A reframe from the worry-loop research: the "I should be doing more" voice is not a discipline problem. It is a loop in a productivity costume.
It is Saturday at 4 PM. You have done laundry, gone to the gym, replied to two emails, and read for thirty minutes. Your brain's verdict: not enough.
The voice that says you should be doing more does not get quieter when you do more. It gets louder. By Sunday night you have answered every email, prepped Monday's calendar, planned the week's meals, and walked the dog twice. The should is still in the room. If anything, it has multiplied.
What is happening here is closer to a worry loop than a productivity problem. The voice runs on the same machinery as anticipatory anxiety. The output you produce is not what the loop is actually measuring.
so what is the should actually doing
The cleanest model of this comes from Tom Borkovec's worry research, the foundation of how clinical psychology now understands generalised anxiety. In a body of work spanning the 1980s and 1990s, summarised in Borkovec, Alcaine and Behar's 2004 Avoidance Theory of Worry, the team showed something counterintuitive: worry feels like preparation, but it functions as cognitive avoidance.
Here is what that means in plain language. When you start verbalising every threat, every undone task, every reason today is not enough, your brain stays in the language part of itself. It stays in words. And the part of you that would otherwise be feeling something, the bodily, somatic, emotional part, gets muted. Worry is the noise the verbal mind makes so the felt mind does not have to register what is underneath.
This is why the should voice is so productive-shaped. It speaks in to-do lists, deadlines, comparisons, optimisations. The form is performative competence. The function is not feeling whatever rest, stillness, or maybe-being-enough would feel like.
And because the muted feeling is unpleasant to encounter, the brain learns. It learns that worry "works", because as long as it is running, the worse-feeling state stays behind a wall. So the loop gets reinforced. You feel calmer doing the should than questioning it. Until you do not, and the should has to get louder to keep the wall up. The same mechanism is what gives the worry productivity myth its grip: worry feels useful, so you keep paying it.
the second loop stacked on top of the first
There is a second mechanism layered on this one, and it is the part that makes the productivity-guilt version specifically nasty.

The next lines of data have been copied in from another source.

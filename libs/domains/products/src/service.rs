//! Product Service - Business logic layer

use std::sync::Arc;

use serde_json::json;
use tokio::sync::Mutex;
use tracing::instrument;

use crate::error::{ProductError, ProductResult};
use crate::models::{Product, ProductChanges, ProductPage, ProductPayload};
use crate::repository::ProductRepository;
use crate::validation::{Pagination, parse_product};

/// Product service providing business logic operations
///
/// The service layer handles validation, SKU uniqueness and orchestrates
/// repository operations. Writes are serialized so the SKU check and the
/// write that depends on it cannot interleave with another writer.
pub struct ProductService<R: ProductRepository> {
    repository: Arc<R>,
    write_lock: Arc<Mutex<()>>,
}

impl<R: ProductRepository> ProductService<R> {
    /// Create a new ProductService with the given repository
    pub fn new(repository: R) -> Self {
        Self {
            repository: Arc::new(repository),
            write_lock: Arc::new(Mutex::new(())),
        }
    }

    /// One page of products in storage order
    #[instrument(skip(self))]
    pub async fn list_products(&self, pagination: Pagination) -> ProductResult<ProductPage> {
        let all = self.repository.list_all().await?;
        let total = all.len() as u64;

        let products = all
            .into_iter()
            .skip(pagination.offset())
            .take(pagination.limit as usize)
            .collect();

        Ok(ProductPage {
            products,
            total,
            page: pagination.page,
            limit: pagination.limit,
        })
    }

    /// Get a product by ID
    #[instrument(skip(self))]
    pub async fn get_product(&self, id: &str) -> ProductResult<Product> {
        self.repository
            .get_by_id(id)
            .await?
            .ok_or_else(|| ProductError::NotFound(id.to_string()))
    }

    /// Create a new product
    #[instrument(skip(self, payload))]
    pub async fn create_product(&self, payload: ProductPayload) -> ProductResult<Product> {
        let input = parse_product(&payload).map_err(ProductError::Validation)?;

        let _guard = self.write_lock.lock().await;
        if self.repository.get_by_sku(&input.sku).await?.is_some() {
            return Err(ProductError::DuplicateSku(input.sku));
        }

        let product = self.repository.create(input).await?;
        tracing::info!(product_id = %product.id, sku = %product.sku, "Product created");
        Ok(product)
    }

    /// Update an existing product
    ///
    /// Only fields present in `payload` change, but the product as it would
    /// look afterwards must pass validation as a whole.
    #[instrument(skip(self, payload))]
    pub async fn update_product(&self, id: &str, payload: ProductPayload) -> ProductResult<Product> {
        let _guard = self.write_lock.lock().await;
        let existing = self
            .repository
            .get_by_id(id)
            .await?
            .ok_or_else(|| ProductError::NotFound(id.to_string()))?;

        let name = provided(&payload.name);
        let sku = provided(&payload.sku);
        let category = provided(&payload.category);

        if let Some(new_sku) = sku.map(str::trim) {
            if new_sku != existing.sku {
                if let Some(other) = self.repository.get_by_sku(new_sku).await? {
                    if other.id != existing.id {
                        return Err(ProductError::DuplicateSku(new_sku.to_string()));
                    }
                }
            }
        }

        let merged = parse_product(&ProductPayload {
            name: Some(name.unwrap_or(&existing.name).to_string()),
            sku: Some(sku.unwrap_or(&existing.sku).to_string()),
            price: Some(payload.price.clone().unwrap_or_else(|| json!(existing.price))),
            stock: Some(payload.stock.clone().unwrap_or_else(|| json!(existing.stock))),
            category: Some(category.unwrap_or(&existing.category).to_string()),
            description: None,
        })
        .map_err(ProductError::Validation)?;

        let changes = ProductChanges {
            name: name.map(|_| merged.name.clone()),
            sku: sku.map(|_| merged.sku.clone()),
            price: payload.price.is_some().then_some(merged.price),
            stock: payload.stock.is_some().then_some(merged.stock),
            category: category.map(|_| merged.category.clone()),
            description: payload.description.as_deref().map(|d| d.trim().to_string()),
        };

        self.repository
            .update(id, changes)
            .await?
            .ok_or_else(|| ProductError::NotFound(id.to_string()))
    }

    /// Delete a product
    #[instrument(skip(self))]
    pub async fn delete_product(&self, id: &str) -> ProductResult<()> {
        let _guard = self.write_lock.lock().await;
        if self.repository.get_by_id(id).await?.is_none() {
            return Err(ProductError::NotFound(id.to_string()));
        }

        self.repository.delete(id).await?;
        tracing::info!(product_id = %id, "Product deleted");
        Ok(())
    }
}

/// `Some` only for non-empty strings; an empty string means "leave unchanged".
fn provided(value: &Option<String>) -> Option<&str> {
    value.as_deref().filter(|v| !v.is_empty())
}

impl<R: ProductRepository> Clone for ProductService<R> {
    fn clone(&self) -> Self {
        Self {
            repository: Arc::clone(&self.repository),
            write_lock: Arc::clone(&self.write_lock),
        }
    }
}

Fuschia Sirois' 2014 study in Self and Identity, one of the foundational papers in the procrastination-and-stress literature, tracked people who chronically defer tasks. She found that the procrastinators were not lazier or less disciplined. They were, on average, lower in self-compassion and higher in stress, and the relationship was self-reinforcing. The guilt that follows avoidance generates more avoidance. The avoidance generates more guilt.
Now apply that to the should voice. The first loop says: "you should be doing more." That triggers the felt state of being-not-enough, which is exactly the state the worry was trying to avoid in the first place. So the brain does what it knows how to do. It worries harder. Now there are two loops running. Loop one is "do more". Loop two is "feel bad for not having done enough already, and feel bad for feeling bad about it."
This is why the loop tightens on weekends. Weekends remove the external structure that lets the verbal mind look productive without trying. Saturday at 4 PM has no meeting, no deadline, no boss. The verbal mind has to manufacture should-ness from scratch, and it does, by audit. By comparison. By rehearsing every undone thing. By the time Sunday morning rolls around, the loop has compounded into a full-body version of morning anxiety before your eyes are even open.
why doing more never closes it
If the loop were actually about output, you could close it by hitting the output target. You can run the experiment yourself. Pick a Saturday. Front-load it. Do every single thing on the list by 2 PM. Cross every item off. Then watch what happens.
By 4 PM the should is back, and now it is creative. It generates new shoulds. You should call your mother. You should be reading something more substantial. You should be learning a language. You should be earning more. The loop does not run out of material because it was never trying to reach the bottom of the list.
The loop is trying to keep you out of stillness. Stillness is where the felt mind catches up. Stillness is where the question "what if this is enough" arrives, and that question, however gentle it sounds, threatens the entire structure. So the should generates more should, and the day burns down without you having sat anywhere.
If you want to see the loop separated from the record of what you actually did, Loop Mind is built to do exactly this from voice. The intervention this article walks through is the same one. You can do it on your own first.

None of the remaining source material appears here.